■ TASK BRIEF: Determine how many lines in the records below contain "still", then state that number alone.
MATERIAL FOR THIS TASK section start
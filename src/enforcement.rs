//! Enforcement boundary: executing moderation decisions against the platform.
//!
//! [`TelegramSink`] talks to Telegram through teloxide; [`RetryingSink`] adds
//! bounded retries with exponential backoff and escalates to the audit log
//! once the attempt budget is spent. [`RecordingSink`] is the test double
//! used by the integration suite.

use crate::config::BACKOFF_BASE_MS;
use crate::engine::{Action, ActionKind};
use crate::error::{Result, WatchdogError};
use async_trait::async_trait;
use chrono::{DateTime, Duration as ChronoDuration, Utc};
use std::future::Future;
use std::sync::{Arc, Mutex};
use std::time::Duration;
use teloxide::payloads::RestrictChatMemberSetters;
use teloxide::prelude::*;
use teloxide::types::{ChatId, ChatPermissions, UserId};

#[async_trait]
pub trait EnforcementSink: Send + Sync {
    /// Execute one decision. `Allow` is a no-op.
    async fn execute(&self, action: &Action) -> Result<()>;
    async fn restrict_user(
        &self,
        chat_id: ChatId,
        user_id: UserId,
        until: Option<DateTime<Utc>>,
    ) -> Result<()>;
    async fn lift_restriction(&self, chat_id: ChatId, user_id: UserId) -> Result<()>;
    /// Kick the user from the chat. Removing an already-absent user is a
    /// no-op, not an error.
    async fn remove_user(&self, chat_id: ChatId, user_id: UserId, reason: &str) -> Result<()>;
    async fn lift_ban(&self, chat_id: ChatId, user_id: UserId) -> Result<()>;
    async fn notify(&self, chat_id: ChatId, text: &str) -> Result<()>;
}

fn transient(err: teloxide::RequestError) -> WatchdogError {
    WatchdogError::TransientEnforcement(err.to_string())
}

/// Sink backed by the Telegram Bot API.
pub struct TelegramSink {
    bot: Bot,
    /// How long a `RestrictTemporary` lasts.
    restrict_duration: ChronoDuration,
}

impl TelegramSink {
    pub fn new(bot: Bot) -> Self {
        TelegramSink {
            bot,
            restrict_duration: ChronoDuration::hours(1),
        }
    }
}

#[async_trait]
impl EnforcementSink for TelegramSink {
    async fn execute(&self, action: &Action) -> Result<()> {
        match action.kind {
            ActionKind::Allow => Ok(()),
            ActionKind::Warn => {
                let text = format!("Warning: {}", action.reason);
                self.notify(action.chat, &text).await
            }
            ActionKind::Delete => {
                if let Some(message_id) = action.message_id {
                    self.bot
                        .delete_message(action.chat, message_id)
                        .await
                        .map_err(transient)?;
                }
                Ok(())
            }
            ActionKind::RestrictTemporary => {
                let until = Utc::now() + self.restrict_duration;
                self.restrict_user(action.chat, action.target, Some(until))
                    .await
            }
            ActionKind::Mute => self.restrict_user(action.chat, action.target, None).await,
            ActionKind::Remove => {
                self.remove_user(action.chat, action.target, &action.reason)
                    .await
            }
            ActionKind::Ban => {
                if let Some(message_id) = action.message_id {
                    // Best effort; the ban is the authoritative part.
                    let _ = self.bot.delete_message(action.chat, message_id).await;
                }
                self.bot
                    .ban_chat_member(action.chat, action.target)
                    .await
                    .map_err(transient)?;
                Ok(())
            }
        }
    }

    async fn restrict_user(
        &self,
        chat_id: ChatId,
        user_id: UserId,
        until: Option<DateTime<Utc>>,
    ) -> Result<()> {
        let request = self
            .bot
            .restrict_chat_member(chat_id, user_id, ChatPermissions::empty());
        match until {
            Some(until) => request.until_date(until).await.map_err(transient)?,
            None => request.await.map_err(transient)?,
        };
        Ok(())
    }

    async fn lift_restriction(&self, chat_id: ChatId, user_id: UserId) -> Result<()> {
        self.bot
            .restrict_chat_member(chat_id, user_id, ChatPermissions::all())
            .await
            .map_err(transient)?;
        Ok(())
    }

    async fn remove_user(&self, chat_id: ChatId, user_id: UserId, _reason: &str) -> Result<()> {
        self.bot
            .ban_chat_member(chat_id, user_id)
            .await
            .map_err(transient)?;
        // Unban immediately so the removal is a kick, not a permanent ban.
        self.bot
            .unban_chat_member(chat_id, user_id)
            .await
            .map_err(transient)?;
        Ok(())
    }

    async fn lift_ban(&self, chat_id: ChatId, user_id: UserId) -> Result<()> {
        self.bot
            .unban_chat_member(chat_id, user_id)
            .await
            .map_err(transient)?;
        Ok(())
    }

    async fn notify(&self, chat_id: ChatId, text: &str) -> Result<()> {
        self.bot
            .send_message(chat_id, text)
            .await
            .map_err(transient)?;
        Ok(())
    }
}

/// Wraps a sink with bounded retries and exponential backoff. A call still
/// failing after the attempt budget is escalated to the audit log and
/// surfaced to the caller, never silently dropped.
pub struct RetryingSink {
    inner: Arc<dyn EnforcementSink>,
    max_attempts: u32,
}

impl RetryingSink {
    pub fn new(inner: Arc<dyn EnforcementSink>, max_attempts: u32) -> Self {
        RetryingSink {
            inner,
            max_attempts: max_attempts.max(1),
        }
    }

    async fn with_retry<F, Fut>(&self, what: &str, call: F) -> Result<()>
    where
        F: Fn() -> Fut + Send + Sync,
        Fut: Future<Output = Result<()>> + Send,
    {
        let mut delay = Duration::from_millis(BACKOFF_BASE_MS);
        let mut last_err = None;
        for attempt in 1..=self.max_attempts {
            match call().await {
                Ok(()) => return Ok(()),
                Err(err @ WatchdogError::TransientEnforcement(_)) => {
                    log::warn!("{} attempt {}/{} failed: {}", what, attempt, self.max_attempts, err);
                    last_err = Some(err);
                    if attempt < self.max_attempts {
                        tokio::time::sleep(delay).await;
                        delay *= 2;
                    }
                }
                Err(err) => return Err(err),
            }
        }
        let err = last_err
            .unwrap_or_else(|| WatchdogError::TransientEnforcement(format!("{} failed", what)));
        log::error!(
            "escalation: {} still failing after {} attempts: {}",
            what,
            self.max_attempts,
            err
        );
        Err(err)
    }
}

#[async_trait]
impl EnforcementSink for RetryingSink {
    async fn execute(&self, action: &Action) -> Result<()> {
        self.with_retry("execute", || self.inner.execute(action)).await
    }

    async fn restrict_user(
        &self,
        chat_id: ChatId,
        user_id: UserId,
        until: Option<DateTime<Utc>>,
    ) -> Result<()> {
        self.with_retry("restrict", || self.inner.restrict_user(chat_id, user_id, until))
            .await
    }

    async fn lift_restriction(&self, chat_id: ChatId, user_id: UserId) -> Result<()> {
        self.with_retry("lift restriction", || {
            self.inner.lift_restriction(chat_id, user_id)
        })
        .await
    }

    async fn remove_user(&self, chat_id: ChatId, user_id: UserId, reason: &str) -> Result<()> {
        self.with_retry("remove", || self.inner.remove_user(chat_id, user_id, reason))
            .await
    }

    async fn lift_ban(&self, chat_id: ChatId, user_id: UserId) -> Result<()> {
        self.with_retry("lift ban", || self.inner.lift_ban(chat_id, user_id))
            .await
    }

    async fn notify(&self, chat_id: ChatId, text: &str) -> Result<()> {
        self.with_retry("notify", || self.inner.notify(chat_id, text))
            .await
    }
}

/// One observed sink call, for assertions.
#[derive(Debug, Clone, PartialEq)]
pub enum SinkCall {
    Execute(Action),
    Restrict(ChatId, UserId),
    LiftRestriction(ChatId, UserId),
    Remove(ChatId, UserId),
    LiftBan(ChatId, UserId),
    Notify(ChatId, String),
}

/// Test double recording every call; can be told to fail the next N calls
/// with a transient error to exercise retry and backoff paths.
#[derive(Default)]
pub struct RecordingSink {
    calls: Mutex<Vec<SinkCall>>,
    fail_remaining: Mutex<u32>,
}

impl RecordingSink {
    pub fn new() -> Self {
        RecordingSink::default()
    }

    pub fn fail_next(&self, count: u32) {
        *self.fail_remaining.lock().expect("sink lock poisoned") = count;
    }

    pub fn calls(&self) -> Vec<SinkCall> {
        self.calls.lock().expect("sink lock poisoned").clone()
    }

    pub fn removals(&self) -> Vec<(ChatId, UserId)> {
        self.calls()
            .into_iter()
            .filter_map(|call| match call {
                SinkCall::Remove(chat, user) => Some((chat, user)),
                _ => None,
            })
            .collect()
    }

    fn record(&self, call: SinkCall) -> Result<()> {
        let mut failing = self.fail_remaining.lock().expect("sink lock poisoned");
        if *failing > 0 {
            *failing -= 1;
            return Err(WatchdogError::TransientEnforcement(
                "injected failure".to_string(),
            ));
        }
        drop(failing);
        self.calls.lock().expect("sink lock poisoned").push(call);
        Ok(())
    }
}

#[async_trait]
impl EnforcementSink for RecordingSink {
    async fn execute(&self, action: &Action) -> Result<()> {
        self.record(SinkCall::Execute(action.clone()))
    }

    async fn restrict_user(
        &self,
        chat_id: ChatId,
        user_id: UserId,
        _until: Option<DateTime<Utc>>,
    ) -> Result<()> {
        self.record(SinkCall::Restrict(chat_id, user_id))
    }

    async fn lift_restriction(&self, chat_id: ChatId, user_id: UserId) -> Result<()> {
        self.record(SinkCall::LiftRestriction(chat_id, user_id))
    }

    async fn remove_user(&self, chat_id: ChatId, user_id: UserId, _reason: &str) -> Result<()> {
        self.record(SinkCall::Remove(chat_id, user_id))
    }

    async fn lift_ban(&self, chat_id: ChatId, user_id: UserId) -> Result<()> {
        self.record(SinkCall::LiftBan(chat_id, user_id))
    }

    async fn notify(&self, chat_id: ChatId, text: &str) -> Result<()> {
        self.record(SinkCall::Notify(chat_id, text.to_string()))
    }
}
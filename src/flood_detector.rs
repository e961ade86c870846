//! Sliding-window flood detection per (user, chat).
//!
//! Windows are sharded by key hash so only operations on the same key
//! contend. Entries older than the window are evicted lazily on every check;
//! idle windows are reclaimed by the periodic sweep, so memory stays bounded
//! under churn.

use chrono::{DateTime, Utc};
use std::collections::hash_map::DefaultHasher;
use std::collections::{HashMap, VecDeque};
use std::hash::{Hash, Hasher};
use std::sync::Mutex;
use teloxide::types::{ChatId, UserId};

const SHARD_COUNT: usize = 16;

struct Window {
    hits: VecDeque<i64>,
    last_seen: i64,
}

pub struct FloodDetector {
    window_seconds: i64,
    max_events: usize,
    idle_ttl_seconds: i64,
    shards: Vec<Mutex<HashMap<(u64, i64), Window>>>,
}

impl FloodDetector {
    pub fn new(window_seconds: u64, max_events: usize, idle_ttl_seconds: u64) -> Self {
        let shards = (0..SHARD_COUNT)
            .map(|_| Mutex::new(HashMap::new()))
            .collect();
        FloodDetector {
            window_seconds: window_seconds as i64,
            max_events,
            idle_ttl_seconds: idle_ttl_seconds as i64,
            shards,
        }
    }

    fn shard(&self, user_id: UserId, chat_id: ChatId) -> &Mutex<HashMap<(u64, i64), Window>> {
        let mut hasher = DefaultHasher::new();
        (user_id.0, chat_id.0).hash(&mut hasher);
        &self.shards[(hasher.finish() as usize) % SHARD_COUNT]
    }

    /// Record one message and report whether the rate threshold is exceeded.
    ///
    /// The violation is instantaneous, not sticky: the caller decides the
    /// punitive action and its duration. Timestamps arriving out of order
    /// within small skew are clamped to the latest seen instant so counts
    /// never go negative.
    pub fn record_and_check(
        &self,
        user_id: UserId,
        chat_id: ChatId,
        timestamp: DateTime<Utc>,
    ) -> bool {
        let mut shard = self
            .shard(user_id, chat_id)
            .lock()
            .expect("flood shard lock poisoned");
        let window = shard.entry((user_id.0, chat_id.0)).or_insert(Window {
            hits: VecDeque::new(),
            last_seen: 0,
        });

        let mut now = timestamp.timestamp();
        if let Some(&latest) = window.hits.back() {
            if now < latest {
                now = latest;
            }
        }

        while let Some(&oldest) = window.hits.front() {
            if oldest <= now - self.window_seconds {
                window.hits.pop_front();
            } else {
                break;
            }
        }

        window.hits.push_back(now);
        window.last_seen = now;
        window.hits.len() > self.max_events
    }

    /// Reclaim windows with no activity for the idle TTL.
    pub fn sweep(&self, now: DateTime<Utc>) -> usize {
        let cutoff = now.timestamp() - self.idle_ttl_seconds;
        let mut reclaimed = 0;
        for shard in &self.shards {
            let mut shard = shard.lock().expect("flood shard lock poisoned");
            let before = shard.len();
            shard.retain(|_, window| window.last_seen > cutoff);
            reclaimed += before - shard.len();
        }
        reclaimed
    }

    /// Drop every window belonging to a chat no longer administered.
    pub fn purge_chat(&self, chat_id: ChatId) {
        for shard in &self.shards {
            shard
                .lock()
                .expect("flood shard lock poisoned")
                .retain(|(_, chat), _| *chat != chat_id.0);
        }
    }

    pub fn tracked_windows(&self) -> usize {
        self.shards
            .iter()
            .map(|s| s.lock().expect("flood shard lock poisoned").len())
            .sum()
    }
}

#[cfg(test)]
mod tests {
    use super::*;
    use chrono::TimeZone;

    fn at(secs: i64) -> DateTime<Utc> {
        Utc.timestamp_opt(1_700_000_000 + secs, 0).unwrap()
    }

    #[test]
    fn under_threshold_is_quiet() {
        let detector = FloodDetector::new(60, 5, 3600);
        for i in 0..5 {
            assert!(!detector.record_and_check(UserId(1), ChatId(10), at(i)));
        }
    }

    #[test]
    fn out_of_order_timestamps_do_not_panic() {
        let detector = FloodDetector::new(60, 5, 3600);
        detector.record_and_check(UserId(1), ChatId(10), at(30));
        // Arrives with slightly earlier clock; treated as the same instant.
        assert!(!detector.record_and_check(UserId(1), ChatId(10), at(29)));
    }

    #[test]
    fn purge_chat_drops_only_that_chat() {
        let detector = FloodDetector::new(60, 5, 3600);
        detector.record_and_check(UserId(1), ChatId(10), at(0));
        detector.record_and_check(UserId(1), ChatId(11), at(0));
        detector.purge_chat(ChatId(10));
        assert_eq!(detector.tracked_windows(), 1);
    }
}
MATERIAL FOR THIS TASK section end
■ WRITTEN RESPONSE: 2